En mini-robe et talons hauts, Rose se déhanche en vitrine et attend le client mais l’homme qui déboule dans sa carrée ne vient pas pour ses charmes mais pour échapper à la police. L’argentin clandestin quittera bien vite les lieux mais reviendra plus tard remercier Rose en lui offrant des fleurs, des « belles de nuit ». Entre ces deux « parias » de la société, entre Nacho et Rose, un lien se crée, non pas d’amour – ce serait trop simple et trop évident – mais un lien aussi personnel qu’économique. Tous deux rêvent de liberté, d’indépendance, de vie normale.

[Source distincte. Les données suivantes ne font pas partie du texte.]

//! Condition-keyed observer lists and their mailboxes.
//!
//! Two layered abstractions, mirroring the split between
//! `original_source/include/observed.h`'s `Conditionally_Data_Observed` and
//! `Concurrent_Observed`:
//!
//! - [`Observer`] is anything that can receive an item along with the
//!   condition it was delivered under (an endpoint registers under both its
//!   own port and the internal-broadcast port, and tells the two apart from
//!   the condition it's handed).
//! - [`ConcurrentObserved`] is a mutex-guarded list of `(condition, observer)`
//!   registrations that fans a notification out to every entry whose
//!   condition matches, cloning the item for every recipient after the
//!   first so no buffer is aliased.
//!
//! `observed.h`'s `Concurrent_Observed` also has a `notifyBroadcast` that
//! skips the observer registered under the source's own condition, for
//! self-feedback suppression. This crate suppresses self-feedback one layer
//! down instead: [`Interface`](crate::interface::Interface)'s event loop
//! drops any externally-arriving frame whose source link address is this
//! host's own, before the frame ever reaches an observer — a link-address
//! check is unambiguous, where a condition-based one would have to assume
//! every broadcaster's own port equals its `source_condition`.
//!
//! A mailbox here is a [`crossbeam::channel`] of `Option<T>`: sending `Some`
//! enqueues and wakes a blocked receiver; sending `None` is the null
//! sentinel used to unblock a receiver on `close()` without handing it data.
//! The channel itself supplies both the FIFO ordering and the blocking-wait
//! the original's `sem_t`-guarded list provided by hand.

use std::sync::Arc;

use crossbeam::channel::{Receiver, Sender};
use parking_lot::Mutex;

/// One end of an observer's mailbox; held by whoever notifies it.
pub struct Mailbox<T> {
    tx: Sender<Option<T>>,
    rx: Receiver<Option<T>>,
}

impl<T> Mailbox<T> {
    pub fn new() -> Self {
        let (tx, rx) = crossbeam::channel::unbounded();
        Mailbox { tx, rx }
    }

    /// Enqueues an item and wakes a blocked receiver.
    pub fn post(&self, item: T) {
        let _ = self.tx.send(Some(item));
    }

    /// Wakes a blocked receiver with no item; used by `close()`.
    pub fn wake_empty(&self) {
        let _ = self.tx.send(None);
    }

    /// Blocks until an item or a close sentinel arrives. `None` means the
    /// mailbox was closed; the caller should stop waiting on it.
    pub fn recv(&self) -> Option<T> {
        self.rx.recv().ok().flatten()
    }

    pub fn sender(&self) -> Sender<Option<T>> {
        self.tx.clone()
    }
}

impl<T> Default for Mailbox<T> {
    fn default() -> Self {
        Self::new()
    }
}

/// Something that can receive a condition-tagged item.
pub trait Observer<T, C: Copy + Eq>: Send + Sync {
    /// Delivers (or wakes with) an item under the condition it was posted
    /// under. `None` is the close sentinel.
    fn notify(&self, condition: C, item: Option<T>);
}

/// A mutex-guarded list of `(condition, observer)` registrations, fanned out
/// to by condition.
///
/// Grounded on `original_source/include/observed.h`'s `Concurrent_Observed`.
/// A single observer may be registered more than once under different
/// conditions, matching `Communicator`'s constructor attaching itself at
/// both its own port and `INTERNAL_BROADCAST_PORT`.
pub struct ConcurrentObserved<T, C: Copy + Eq> {
    entries: Mutex<Vec<(C, Arc<dyn Observer<T, C>>)>>,
}

impl<T: Clone, C: Copy + Eq> ConcurrentObserved<T, C> {
    pub fn new() -> Self {
        ConcurrentObserved {
            entries: Mutex::new(Vec::new()),
        }
    }

    pub fn attach(&self, condition: C, observer: Arc<dyn Observer<T, C>>) {
        self.entries.lock().push((condition, observer));
    }

    /// Removes every registration under `condition` for the observer whose
    /// pointer matches `observer` — keeps other registrations of the same
    /// observer under different conditions intact.
    pub fn detach(&self, condition: C, observer: &Arc<dyn Observer<T, C>>) {
        self.entries
            .lock()
            .retain(|(c, o)| !(*c == condition && Arc::ptr_eq(o, observer)));
    }

    /// Delivers `item` to every observer registered under `condition`.
    /// Returns the number of observers notified.
    pub fn notify(&self, condition: C, item: T) -> usize {
        let entries = self.entries.lock();
        let mut delivered = 0;
        for (c, obs) in entries.iter().filter(|(c, _)| *c == condition) {
            obs.notify(*c, Some(item.clone()));
            delivered += 1;
        }
        delivered
    }

    pub fn len(&self) -> usize {
        self.entries.lock().len()
    }

    pub fn is_empty(&self) -> bool {
        self.entries.lock().is_empty()
    }
}

impl<T: Clone, C: Copy + Eq> Default for ConcurrentObserved<T, C> {
    fn default() -> Self {
        Self::new()
    }
}

#[cfg(test)]
mod tests {
    use super::*;
    use std::sync::atomic::{AtomicUsize, Ordering};

    struct Counter {
        received: Arc<AtomicUsize>,
    }

    impl Observer<u8, u32> for Counter {
        fn notify(&self, _condition: u32, item: Option<u8>) {
            if item.is_some() {
                self.received.fetch_add(1, Ordering::SeqCst);
            }
        }
    }

    #[test]
    fn notify_only_reaches_matching_condition() {
        let observed: ConcurrentObserved<u8, u32> = ConcurrentObserved::new();
        let a: Arc<dyn Observer<u8, u32>> = Arc::new(Counter { received: Arc::new(AtomicUsize::new(0)) });
        let b: Arc<dyn Observer<u8, u32>> = Arc::new(Counter { received: Arc::new(AtomicUsize::new(0)) });
        observed.attach(1, a.clone());
        observed.attach(2, b.clone());

        let delivered = observed.notify(1, 7u8);
        assert_eq!(delivered, 1);
    }

    #[test]
    fn mailbox_close_wakes_with_none() {
        let mailbox: Mailbox<u8> = Mailbox::new();
        mailbox.post(1);
        mailbox.wake_empty();
        assert_eq!(mailbox.recv(), Some(1));
        assert_eq!(mailbox.recv(), None);
    }
}
use std::sync::atomic::{AtomicUsize, Ordering};
use std::sync::Arc;
use std::time::Duration;

use vehicle_comms::agent::Agent;
use vehicle_comms::config::Config;
use vehicle_comms::interface::Interface;
use vehicle_comms::protocol::Protocol;
use vehicle_comms::types::{Address, Period, UnitType};

/// A producer reconciles its periodic cadence to the gcd of every interest
/// it has received: two consumers asking for 90ms and 60ms should converge
/// the producer's tick period to 30ms, not either original value.
#[test]
fn producer_period_reconciles_to_gcd_of_interests() {
    let config = Config::default().with_suffix("local_broadcast_period");
    let interface = Arc::new(Interface::start(&config, config.ethernet_protocol, false).unwrap());
    let protocol = Protocol::new(interface.clone(), config.ethernet_protocol);

    let unit = UnitType::new(5, false);
    let ticks = Arc::new(AtomicUsize::new(0));
    let ticks_for_get = ticks.clone();
    let get = Arc::new(move |_unit: UnitType| {
        ticks_for_get.fetch_add(1, Ordering::Relaxed);
        vec![0u8]
    });

    let producer = Agent::producer(protocol.clone(), Address::new(interface.mac_address(), 100), unit, get, None);

    let consumer_a = Agent::consumer(
        protocol.clone(),
        Address::new(interface.mac_address(), 200),
        unit,
        Period(90_000),
        Box::new(|_| {}),
        None,
    );
    let consumer_b = Agent::consumer(
        protocol.clone(),
        Address::new(interface.mac_address(), 201),
        unit,
        Period(60_000),
        Box::new(|_| {}),
        None,
    );

    // gcd(90_000us, 60_000us) == 30_000us; a 200ms window should see several ticks.
    std::thread::sleep(Duration::from_millis(200));
    let observed = ticks.load(Ordering::Relaxed);
    assert!(observed >= 3, "expected at least 3 ticks at a reconciled 30ms cadence within 200ms, got {observed}");

    consumer_a.stop();
    consumer_b.stop();
    producer.stop();
}
//! Port-keyed packet layer on top of the [`Interface`].
//!
//! Grounded on `original_source/include/protocol.h`: wraps outbound user
//! data in a `(from_port, to_port, size)` header, fans inbound packets out
//! to whichever observer is attached to the destination port, and enforces
//! the one security rule the original encodes directly in `update()`: a
//! frame that did not originate on this host and targets `GATEWAY_PORT` is
//! dropped before any observer ever sees it.

use std::sync::Arc;

use tracing::{debug, warn};

use crate::error::CoreError;
use crate::interface::{Interface, OutboundFrame};
use crate::observer::{ConcurrentObserved, Observer};
use crate::types::{Address, GATEWAY_PORT};

const PACKET_HEADER_SIZE: usize = 12;

/// One packet delivered to a port: the sender's full address plus payload.
#[derive(Clone)]
pub struct Packet {
    pub from: Address,
    pub to_port: u32,
    pub payload: Arc<Vec<u8>>,
}

/// The protocol layer. Subscribes to one `Interface` on one protocol number
/// and owns the port-keyed observer registry components attach to.
pub struct Protocol {
    interface: Arc<Interface>,
    protocol_number: u16,
    observed: Arc<ConcurrentObserved<Packet, u32>>,
}

impl Protocol {
    pub fn new(interface: Arc<Interface>, protocol_number: u16) -> Arc<Self> {
        let protocol = Arc::new(Protocol {
            interface: interface.clone(),
            protocol_number,
            observed: Arc::new(ConcurrentObserved::new()),
        });
        interface.attach(protocol_number, protocol.clone() as Arc<dyn Observer<crate::interface::InboundFrame, u16>>);
        protocol
    }

    pub fn attach(&self, port: u32, observer: Arc<dyn Observer<Packet, u32>>) {
        self.observed.attach(port, observer);
        debug!(port, "protocol: observer attached");
    }

    pub fn detach(&self, port: u32, observer: &Arc<dyn Observer<Packet, u32>>) {
        self.observed.detach(port, observer);
        debug!(port, "protocol: observer detached");
    }

    /// Builds the packet header, hands the frame to the interface.
    pub fn send(&self, from: Address, to: Address, data: &[u8]) -> Result<(), CoreError> {
        let mut payload = Vec::with_capacity(PACKET_HEADER_SIZE + data.len());
        payload.extend_from_slice(&from.port.to_ne_bytes());
        payload.extend_from_slice(&to.port.to_ne_bytes());
        payload.extend_from_slice(&(data.len() as u32).to_ne_bytes());
        payload.extend_from_slice(data);

        self.interface.send(OutboundFrame {
            dst: to.link,
            protocol: self.protocol_number,
            payload,
        })
    }
}

impl Observer<crate::interface::InboundFrame, u16> for Protocol {
    fn notify(&self, _condition: u16, item: Option<crate::interface::InboundFrame>) {
        let Some(frame) = item else { return };
        let raw = frame.data();
        if raw.len() < PACKET_HEADER_SIZE {
            warn!(size = raw.len(), "protocol: short frame dropped");
            return;
        }
        let from_port = u32::from_ne_bytes(raw[0..4].try_into().unwrap());
        let to_port = u32::from_ne_bytes(raw[4..8].try_into().unwrap());
        let size = u32::from_ne_bytes(raw[8..12].try_into().unwrap()) as usize;
        if raw.len() < PACKET_HEADER_SIZE + size {
            warn!("protocol: truncated packet dropped");
            return;
        }

        // Security rule: frames from another host may never target the gateway port.
        if frame.src != self.interface.mac_address() && to_port == GATEWAY_PORT {
            warn!(%frame.src, "protocol: dropped externally-sourced frame targeting gateway port");
            return;
        }

        let payload = Arc::new(raw[PACKET_HEADER_SIZE..PACKET_HEADER_SIZE + size].to_vec());
        let packet = Packet {
            from: Address::new(frame.src, from_port),
            to_port,
            payload,
        };
        let delivered = self.observed.notify(to_port, packet);
        if delivered == 0 {
            debug!(to_port, "protocol: no observer for destination port");
        }
    }
}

Mais est-il possible de changer de vie quand on est putain ou clandestin ? On ne vous raconte pas ce qui va se passer entre ces deux-là mais la pièce « Belles de nuit » jouée aux Riches-Claires dont le titre est un clin d’œil au film « Belle de jour » de Luis Bunuel nous parle de la prostitution (consentie !!!) avec justesse. Pas de leçon de morale, ni de diabolisation du plus vieux métier du monde. Pedro Romero qui a écrit la pièce et l’interprète aux côtés d’une très belle Stéphanie Van Vyve, Prix 2015 de la critique de la meilleure comédienne, prend la défense de la femme qui décide de vendre son corps. Il nous parle de Rose, de son parcours, de ce qui l’a amené à faire ce métier – l’argent et le hasard des rencontres –, de ses 9537 clients si différents et de son envie de tourner la page. Pedro Romero nous fait également beaucoup rire grâce au personnage d’une femme de ménage qui tous les matins, nettoie la carrée de Rose. Un spectacle émouvant et drôle, entre critique sociale et comédie !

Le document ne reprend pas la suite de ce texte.